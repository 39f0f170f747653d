//! Sentiment scoring for stake decisions
//!
//! Two HTTP collaborators:
//! - an activity feed returning recent posts about a partition
//!   (`GET {DATURA_API_URL}?query=Bittensor netuid {n}&sort=Top&count=10`)
//! - an LLM chat-completion endpoint asked for a score in [-100, 100]
//!
//! Either one failing makes the score unavailable; the decision engine
//! then skips the cycle without acting.

use crate::ledger::Netuid;
use async_trait::async_trait;
use serde::{Deserialize, Serialize};
use std::time::Duration;

pub const MIN_SCORE: i64 = -100;
pub const MAX_SCORE: i64 = 100;

const SCORE_PROMPT: &str = "Give me a sentiment score of -100 to 100 for the following text, \
please only return the score and nothing else and make sure it is within the range of -100 to 100: ";

#[derive(Debug)]
pub enum OracleError {
    Http(reqwest::Error),
    Status(u16),
    Parse(String),
    OutOfRange(i64),
    EmptyCorpus,
    Timeout(&'static str),
}

impl From<reqwest::Error> for OracleError {
    fn from(err: reqwest::Error) -> Self {
        OracleError::Http(err)
    }
}

impl std::fmt::Display for OracleError {
    fn fmt(&self, f: &mut std::fmt::Formatter<'_>) -> std::fmt::Result {
        match self {
            OracleError::Http(e) => write!(f, "HTTP error: {}", e),
            OracleError::Status(code) => write!(f, "API returned HTTP {}", code),
            OracleError::Parse(msg) => write!(f, "Error parsing sentiment score: {}", msg),
            OracleError::OutOfRange(score) => write!(f, "Sentiment score out of range: {}", score),
            OracleError::EmptyCorpus => write!(f, "No recent activity to score"),
            OracleError::Timeout(what) => write!(f, "{} timed out", what),
        }
    }
}

impl std::error::Error for OracleError {}

/// Source of recent-activity text for a partition
#[async_trait]
pub trait ActivityFeed: Send + Sync {
    async fn recent_activity(&self, netuid: Netuid) -> Result<String, OracleError>;
}

/// Text scoring capability; `Err` means the score is unavailable
#[async_trait]
pub trait SentimentOracle: Send + Sync {
    async fn score(&self, corpus: &str) -> Result<i64, OracleError>;
}

/// Recent-posts search feed
pub struct DaturaFeed {
    client: reqwest::Client,
    url: String,
    api_key: String,
}

impl DaturaFeed {
    pub fn new(url: &str, api_key: &str, timeout: Duration) -> Result<Self, OracleError> {
        let client = reqwest::Client::builder().timeout(timeout).build()?;
        Ok(Self {
            client,
            url: url.to_string(),
            api_key: api_key.to_string(),
        })
    }
}

#[async_trait]
impl ActivityFeed for DaturaFeed {
    async fn recent_activity(&self, netuid: Netuid) -> Result<String, OracleError> {
        let query = format!("Bittensor netuid {}", netuid);

        let response = self
            .client
            .get(&self.url)
            .header("Authorization", &self.api_key)
            .query(&[("query", query.as_str()), ("sort", "Top"), ("count", "10")])
            .send()
            .await?;

        if !response.status().is_success() {
            return Err(OracleError::Status(response.status().as_u16()));
        }

        let body: serde_json::Value = response.json().await?;
        let texts = extract_texts(&body);

        log::debug!("Activity feed returned {} posts for netuid {}", texts.len(), netuid);

        if texts.is_empty() {
            return Err(OracleError::EmptyCorpus);
        }

        Ok(texts.join("\n"))
    }
}

/// Members that wrap a result list when the feed does not return a bare array
const POST_LIST_KEYS: &[&str] = &["data", "results", "tweets"];

/// Members holding a quoted post
const QUOTE_KEYS: &[&str] = &["quoted", "quote", "quoted_status"];

/// Collect the `text` of every post and of any post it quotes
///
/// Only post bodies are read. Nested profile objects (`user`, entities)
/// are ignored even when they carry a `text` member.
pub fn extract_texts(value: &serde_json::Value) -> Vec<String> {
    let posts = match value {
        serde_json::Value::Array(items) => items.as_slice(),
        serde_json::Value::Object(map) => match POST_LIST_KEYS
            .iter()
            .find_map(|key| map.get(*key).and_then(|v| v.as_array()))
        {
            Some(items) => items.as_slice(),
            None => std::slice::from_ref(value),
        },
        _ => &[],
    };

    let mut texts = Vec::new();
    for post in posts {
        collect_post(post, &mut texts);
    }
    texts
}

fn collect_post(post: &serde_json::Value, out: &mut Vec<String>) {
    let Some(map) = post.as_object() else {
        return;
    };

    if let Some(text) = map.get("text").and_then(|t| t.as_str()) {
        if !text.trim().is_empty() {
            out.push(text.to_string());
        }
    }

    for key in QUOTE_KEYS {
        if let Some(quoted) = map.get(*key) {
            collect_post(quoted, out);
        }
    }
}

#[derive(Debug, Serialize)]
struct ChatRequest<'a> {
    model: &'a str,
    messages: Vec<ChatMessage>,
    stream: bool,
}

#[derive(Debug, Serialize, Deserialize)]
struct ChatMessage {
    role: String,
    content: String,
}

#[derive(Debug, Deserialize)]
struct ChatResponse {
    #[serde(default)]
    choices: Vec<ChatChoice>,
}

#[derive(Debug, Deserialize)]
struct ChatChoice {
    message: ChatMessage,
}

/// Chat-completion backed oracle
pub struct ChutesOracle {
    client: reqwest::Client,
    url: String,
    api_key: String,
    model: String,
}

impl ChutesOracle {
    pub fn new(url: &str, api_key: &str, model: &str, timeout: Duration) -> Result<Self, OracleError> {
        let client = reqwest::Client::builder().timeout(timeout).build()?;
        Ok(Self {
            client,
            url: url.to_string(),
            api_key: api_key.to_string(),
            model: model.to_string(),
        })
    }
}

#[async_trait]
impl SentimentOracle for ChutesOracle {
    async fn score(&self, corpus: &str) -> Result<i64, OracleError> {
        let request = ChatRequest {
            model: &self.model,
            messages: vec![ChatMessage {
                role: "user".to_string(),
                content: format!("{}{}", SCORE_PROMPT, corpus),
            }],
            stream: false,
        };

        let response = self
            .client
            .post(&self.url)
            .bearer_auth(&self.api_key)
            .json(&request)
            .send()
            .await?;

        if !response.status().is_success() {
            return Err(OracleError::Status(response.status().as_u16()));
        }

        let body: ChatResponse = response.json().await?;
        let content = body
            .choices
            .first()
            .map(|choice| choice.message.content.as_str())
            .unwrap_or_default();

        parse_score(content)
    }
}

/// Reduce a model reply to its digits and minus signs and range-check it
pub fn parse_score(content: &str) -> Result<i64, OracleError> {
    let digits: String = content
        .chars()
        .filter(|c| c.is_ascii_digit() || *c == '-')
        .collect();

    let score: i64 = digits
        .parse()
        .map_err(|_| OracleError::Parse(format!("no integer in reply {:?}", content)))?;

    if !(MIN_SCORE..=MAX_SCORE).contains(&score) {
        return Err(OracleError::OutOfRange(score));
    }

    Ok(score)
}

===============

Go to the line in the material above that contains "post it quotes" and copy exactly from there through the line that contains "pub fn extract_texts(value: &serde_json::Value)", stopping after it.

/// Collect the `text` of every post and of any post it quotes
///
/// Only post bodies are read. Nested profile objects (`user`, entities)
/// are ignored even when they carry a `text` member.
pub fn extract_texts(value: &serde_json::Value) -> Vec<String> {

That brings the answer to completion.